Bonus: I recently started to run a personal experiment precisely about this issue and now distributing a tiny fund into three open-source collectives each month based on their Criticality Score. As usual, any feedback is priceless :pray:

Once the money starts flowing, how can we keep a good balance between paid maintainers and volunteer contributors? Would introducing money harm these communities?

When projects start receiving money, we can expect that it will create some disruptions. Can we minimize such impacts? Might be. Should we worry about this too much? I’d say no.

The essential detail is that there are already open-source projects with paid employees while still having healthy volunteer communities. As we all know, the big tech companies also have quite a solid open-source projects portfolio:

In most cases, the core maintainers are the for-profit company’s employees with probably above the market average salaries. Yet, there’s still a strong community around the projects that keep making volunteer contributions. More than that, these are probably the healthiest open-source projects in the entire ecosystem.

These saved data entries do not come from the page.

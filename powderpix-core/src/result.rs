//! Integration outputs: labelled axes, profiles and maps.

use crate::config::XAxis;
use ndarray::{Array1, Array2};

#[cfg(feature = "serde")]
use serde::{Deserialize, Serialize};

/// Physical meaning of an axis.
#[derive(Debug, Clone, Copy, PartialEq, Eq, Hash)]
#[cfg_attr(feature = "serde", derive(Serialize, Deserialize))]
pub enum AxisKind {
    /// |Q| in Å⁻¹.
    Q,
    /// 2θ in degrees.
    TwoTheta,
    /// d-spacing in Å.
    DSpacing,
    /// Radius from the beam centre in pixels.
    Pixel,
    /// Azimuthal angle in degrees.
    Azimuth,
}

impl AxisKind {
    /// Name and unit tag, e.g. `q [1/Å]`.
    #[must_use]
    pub fn label(self) -> &'static str {
        match self {
            Self::Q => "q [1/Å]",
            Self::TwoTheta => "2-theta [degrees]",
            Self::DSpacing => "d-spacing [Å]",
            Self::Pixel => "pixel",
            Self::Azimuth => "azimuthal angle [degrees]",
        }
    }
}

impl From<XAxis> for AxisKind {
    fn from(x_axis: XAxis) -> Self {
        match x_axis {
            XAxis::Q => Self::Q,
            XAxis::Angle => Self::TwoTheta,
            XAxis::Resolution => Self::DSpacing,
            XAxis::Pixel => Self::Pixel,
        }
    }
}

/// Bin-centre values with their physical meaning.
#[derive(Debug, Clone, PartialEq)]
#[cfg_attr(feature = "serde", derive(Serialize, Deserialize))]
pub struct Axis {
    /// What the values measure.
    pub kind: AxisKind,
    /// Bin centres.
    pub values: Array1<f64>,
}

impl Axis {
    /// Creates an axis.
    #[must_use]
    pub fn new(kind: AxisKind, values: Array1<f64>) -> Self {
        Self { kind, values }
    }

    /// Name and unit tag.
    #[must_use]
    pub fn label(&self) -> &'static str {
        self.kind.label()
    }

    /// Number of bins.
    #[must_use]
    pub fn len(&self) -> usize {
        self.values.len()
    }

    /// Returns true if the axis has no bins.
    #[must_use]
    pub fn is_empty(&self) -> bool {
        self.values.is_empty()
    }
}

/// A 1D reduced profile.
#[derive(Debug, Clone, PartialEq)]
#[cfg_attr(feature = "serde", derive(Serialize, Deserialize))]
pub struct Profile1D {
    /// Bin centres.
    pub axis: Axis,
    /// Mean intensity per bin.
    pub intensity: Array1<f64>,
    /// Standard error of the mean per bin, when propagated.
    pub error: Option<Array1<f64>>,
    /// Pixel count (or fractional pixel weight) per bin.
    pub histogram: Array1<f64>,
}

/// A 2D reduced map, indexed `[y, x]`.
#[derive(Debug, Clone, PartialEq)]
#[cfg_attr(feature = "serde", derive(Serialize, Deserialize))]
pub struct Map2D {
    /// Column axis.
    pub x_axis: Axis,
    /// Row axis.
    pub y_axis: Axis,
    /// Mean intensity per cell.
    pub intensity: Array2<f64>,
    /// Standard error of the mean per cell, when propagated.
    pub error: Option<Array2<f64>>,
    /// Pixel count (or fractional area) per cell.
    pub histogram: Array2<f64>,
    /// Flat index of the last pixel landing in each cell, -1 where none did.
    pub lookup: Option<Array2<i64>>,
}

/// Output of an integration call.
#[derive(Debug, Clone, PartialEq)]
#[cfg_attr(feature = "serde", derive(Serialize, Deserialize))]
pub enum IntegrationResult {
    /// `[axis, intensity]`.
    Profile(Profile1D),
    /// `[x axis, intensity, y axis]`.
    Map(Map2D),
}

impl IntegrationResult {
    /// The profile, if this is one.
    #[must_use]
    pub fn as_profile(&self) -> Option<&Profile1D> {
        match self {
            Self::Profile(profile) => Some(profile),
            Self::Map(_) => None,
        }
    }

    /// The map, if this is one.
    #[must_use]
    pub fn as_map(&self) -> Option<&Map2D> {
        match self {
            Self::Map(map) => Some(map),
            Self::Profile(_) => None,
        }
    }

    /// Consumes the result, returning the profile if this is one.
    #[must_use]
    pub fn into_profile(self) -> Option<Profile1D> {
        match self {
            Self::Profile(profile) => Some(profile),
            Self::Map(_) => None,
        }
    }

    /// Consumes the result, returning the map if this is one.
    #[must_use]
    pub fn into_map(self) -> Option<Map2D> {
        match self {
            Self::Map(map) => Some(map),
            Self::Profile(_) => None,
        }
    }

    /// Total histogram weight.
    #[must_use]
    pub fn total_weight(&self) -> f64 {
        match self {
            Self::Profile(profile) => profile.histogram.sum(),
            Self::Map(map) => map.histogram.sum(),
        }
    }
}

In other words, once there’s money, it’s up to the core maintainers to manage the community and their expectations. Some will succeed at this stage, and some won’t.

Suppose we wish to guide maintainers in this area. In that case, we can reach out to these existing communities/projects and ask them to share their experiences with us and, therefore, other maintainers; what are the challenges we need to be aware of during such transition?

How can we finance decentralized communities?

Especially if we’re talking about funds equivalent to full-time salaries or more, we should ask core maintainers to set up a company for their open source project and pay directly to that company, not the individuals.

The rest should be similar to any other company; if there’s enough funding for more people to join, the maintainers can ask other volunteers to become employees in that company.

With this approach, the open-source maintainers/projects will not get special (legal) treatment. The path will also be the same for other software companies to join the funding program; open/share your technology, and start generating revenue for your contribution to the digital public goods.

One last detail, the funding structure we describe is similar to the online platforms in that the content creators get paid based on specific success metrics (e.g., YouTube, Spotify). Considering that they already have an experience in all the areas we need to deal with, it would be pretty helpful to get in touch with these platforms and see how we can collaborate in designing these systems for the Digital Public Goods.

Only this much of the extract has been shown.